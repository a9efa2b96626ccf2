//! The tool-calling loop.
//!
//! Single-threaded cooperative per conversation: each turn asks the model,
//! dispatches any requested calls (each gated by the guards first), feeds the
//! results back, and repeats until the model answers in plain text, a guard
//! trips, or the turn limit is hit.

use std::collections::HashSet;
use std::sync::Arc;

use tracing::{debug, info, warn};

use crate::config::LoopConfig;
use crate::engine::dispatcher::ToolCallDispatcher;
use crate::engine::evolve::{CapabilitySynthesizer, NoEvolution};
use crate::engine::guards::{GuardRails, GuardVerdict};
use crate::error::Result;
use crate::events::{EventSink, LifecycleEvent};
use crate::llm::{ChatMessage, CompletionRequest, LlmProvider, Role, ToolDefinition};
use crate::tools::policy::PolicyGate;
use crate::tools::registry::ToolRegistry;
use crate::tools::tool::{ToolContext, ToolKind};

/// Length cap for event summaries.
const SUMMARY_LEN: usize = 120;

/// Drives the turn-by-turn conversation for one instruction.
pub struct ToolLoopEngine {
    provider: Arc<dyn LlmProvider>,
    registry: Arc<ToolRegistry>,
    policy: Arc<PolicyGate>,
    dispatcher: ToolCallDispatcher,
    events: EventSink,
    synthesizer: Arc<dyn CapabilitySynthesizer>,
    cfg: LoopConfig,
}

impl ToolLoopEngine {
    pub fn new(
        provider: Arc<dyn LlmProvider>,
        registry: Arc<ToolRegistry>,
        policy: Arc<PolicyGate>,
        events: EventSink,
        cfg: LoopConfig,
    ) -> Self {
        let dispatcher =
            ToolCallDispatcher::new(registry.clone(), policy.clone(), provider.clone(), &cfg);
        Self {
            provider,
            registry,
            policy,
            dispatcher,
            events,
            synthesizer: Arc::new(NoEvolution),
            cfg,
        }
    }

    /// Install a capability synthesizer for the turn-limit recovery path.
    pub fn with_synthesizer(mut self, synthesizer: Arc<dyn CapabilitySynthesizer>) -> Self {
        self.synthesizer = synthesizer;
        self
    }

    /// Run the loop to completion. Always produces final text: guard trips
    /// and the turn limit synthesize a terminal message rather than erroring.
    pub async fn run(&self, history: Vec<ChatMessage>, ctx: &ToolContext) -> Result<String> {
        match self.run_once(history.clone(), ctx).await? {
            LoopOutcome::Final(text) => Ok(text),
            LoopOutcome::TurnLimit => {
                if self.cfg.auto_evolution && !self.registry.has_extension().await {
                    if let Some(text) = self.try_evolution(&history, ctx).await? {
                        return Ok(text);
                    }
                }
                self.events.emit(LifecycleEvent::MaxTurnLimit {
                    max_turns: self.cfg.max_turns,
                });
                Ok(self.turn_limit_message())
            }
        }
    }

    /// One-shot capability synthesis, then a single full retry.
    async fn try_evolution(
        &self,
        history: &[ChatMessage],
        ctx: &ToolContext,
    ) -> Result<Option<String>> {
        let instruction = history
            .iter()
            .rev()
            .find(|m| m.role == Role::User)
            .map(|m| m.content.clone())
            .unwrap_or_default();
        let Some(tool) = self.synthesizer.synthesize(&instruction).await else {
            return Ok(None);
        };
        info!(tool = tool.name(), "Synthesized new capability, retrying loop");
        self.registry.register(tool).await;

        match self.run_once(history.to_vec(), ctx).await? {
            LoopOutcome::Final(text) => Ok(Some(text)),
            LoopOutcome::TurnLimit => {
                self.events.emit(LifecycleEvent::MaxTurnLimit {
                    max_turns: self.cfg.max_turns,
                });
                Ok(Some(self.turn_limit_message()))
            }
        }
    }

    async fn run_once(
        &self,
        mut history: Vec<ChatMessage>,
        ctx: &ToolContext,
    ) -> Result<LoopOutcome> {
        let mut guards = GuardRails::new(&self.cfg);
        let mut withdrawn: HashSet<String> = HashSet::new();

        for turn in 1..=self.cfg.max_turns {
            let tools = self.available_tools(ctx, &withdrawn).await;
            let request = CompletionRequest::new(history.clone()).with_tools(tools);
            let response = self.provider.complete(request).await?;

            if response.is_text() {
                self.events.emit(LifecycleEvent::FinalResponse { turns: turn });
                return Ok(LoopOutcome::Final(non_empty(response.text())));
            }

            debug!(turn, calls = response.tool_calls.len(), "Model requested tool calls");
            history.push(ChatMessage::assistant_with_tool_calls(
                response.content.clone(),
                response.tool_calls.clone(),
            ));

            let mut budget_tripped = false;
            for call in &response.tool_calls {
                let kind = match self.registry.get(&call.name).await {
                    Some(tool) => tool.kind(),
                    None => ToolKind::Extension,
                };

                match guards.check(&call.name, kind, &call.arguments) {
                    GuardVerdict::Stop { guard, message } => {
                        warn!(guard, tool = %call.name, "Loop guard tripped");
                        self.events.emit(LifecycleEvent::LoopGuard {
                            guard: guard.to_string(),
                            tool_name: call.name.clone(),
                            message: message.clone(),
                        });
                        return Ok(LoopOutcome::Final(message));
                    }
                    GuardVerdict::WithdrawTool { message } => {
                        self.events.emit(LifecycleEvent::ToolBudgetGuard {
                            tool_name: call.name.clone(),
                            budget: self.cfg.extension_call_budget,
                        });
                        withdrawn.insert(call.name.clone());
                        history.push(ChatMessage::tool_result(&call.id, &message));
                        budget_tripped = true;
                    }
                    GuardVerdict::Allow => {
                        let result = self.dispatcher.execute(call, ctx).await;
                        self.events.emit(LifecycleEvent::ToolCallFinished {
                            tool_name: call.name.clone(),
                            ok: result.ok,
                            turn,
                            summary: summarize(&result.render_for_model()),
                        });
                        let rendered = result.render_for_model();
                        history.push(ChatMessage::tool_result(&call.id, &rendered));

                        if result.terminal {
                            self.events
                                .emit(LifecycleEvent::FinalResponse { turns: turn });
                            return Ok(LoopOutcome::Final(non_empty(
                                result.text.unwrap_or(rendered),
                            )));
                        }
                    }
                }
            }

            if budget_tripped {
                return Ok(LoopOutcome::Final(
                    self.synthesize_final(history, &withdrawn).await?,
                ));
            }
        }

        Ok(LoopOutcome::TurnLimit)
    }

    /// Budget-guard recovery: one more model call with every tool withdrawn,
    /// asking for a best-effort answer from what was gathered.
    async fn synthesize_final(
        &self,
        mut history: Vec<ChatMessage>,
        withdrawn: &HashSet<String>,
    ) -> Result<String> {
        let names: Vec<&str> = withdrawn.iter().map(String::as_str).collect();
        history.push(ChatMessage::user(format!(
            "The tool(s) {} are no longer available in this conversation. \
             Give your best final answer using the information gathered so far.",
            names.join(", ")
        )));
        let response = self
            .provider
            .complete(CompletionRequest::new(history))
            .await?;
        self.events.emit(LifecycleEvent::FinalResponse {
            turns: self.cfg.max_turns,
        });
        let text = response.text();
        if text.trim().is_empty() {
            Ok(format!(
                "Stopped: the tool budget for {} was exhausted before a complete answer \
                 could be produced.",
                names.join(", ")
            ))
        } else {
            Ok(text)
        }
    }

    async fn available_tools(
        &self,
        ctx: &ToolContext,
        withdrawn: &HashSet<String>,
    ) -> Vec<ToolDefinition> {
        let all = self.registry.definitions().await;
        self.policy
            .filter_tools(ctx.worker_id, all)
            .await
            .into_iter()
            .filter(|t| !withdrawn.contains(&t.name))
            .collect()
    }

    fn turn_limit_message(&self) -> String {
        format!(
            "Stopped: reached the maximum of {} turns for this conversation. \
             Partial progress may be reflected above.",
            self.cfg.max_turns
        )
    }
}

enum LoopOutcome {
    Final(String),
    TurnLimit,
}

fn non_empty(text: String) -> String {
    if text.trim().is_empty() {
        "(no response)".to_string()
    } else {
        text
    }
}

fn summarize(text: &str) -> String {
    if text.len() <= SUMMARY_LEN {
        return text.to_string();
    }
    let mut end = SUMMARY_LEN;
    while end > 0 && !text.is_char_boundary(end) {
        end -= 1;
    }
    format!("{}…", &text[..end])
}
====
§ **What to produce**
Wherever the string "clone" shows up in the material, copy the line that holds it.

§ **Answer to this problem**
            ToolCallDispatcher::new(registry.clone(), policy.clone(), provider.clone(), &cfg);
        match self.run_once(history.clone(), ctx).await? {
            .map(|m| m.content.clone())
            let request = CompletionRequest::new(history.clone()).with_tools(tools);
                response.content.clone(),
                response.tool_calls.clone(),
                            tool_name: call.name.clone(),
                            message: message.clone(),
                            tool_name: call.name.clone(),
                        withdrawn.insert(call.name.clone());
                            tool_name: call.name.clone(),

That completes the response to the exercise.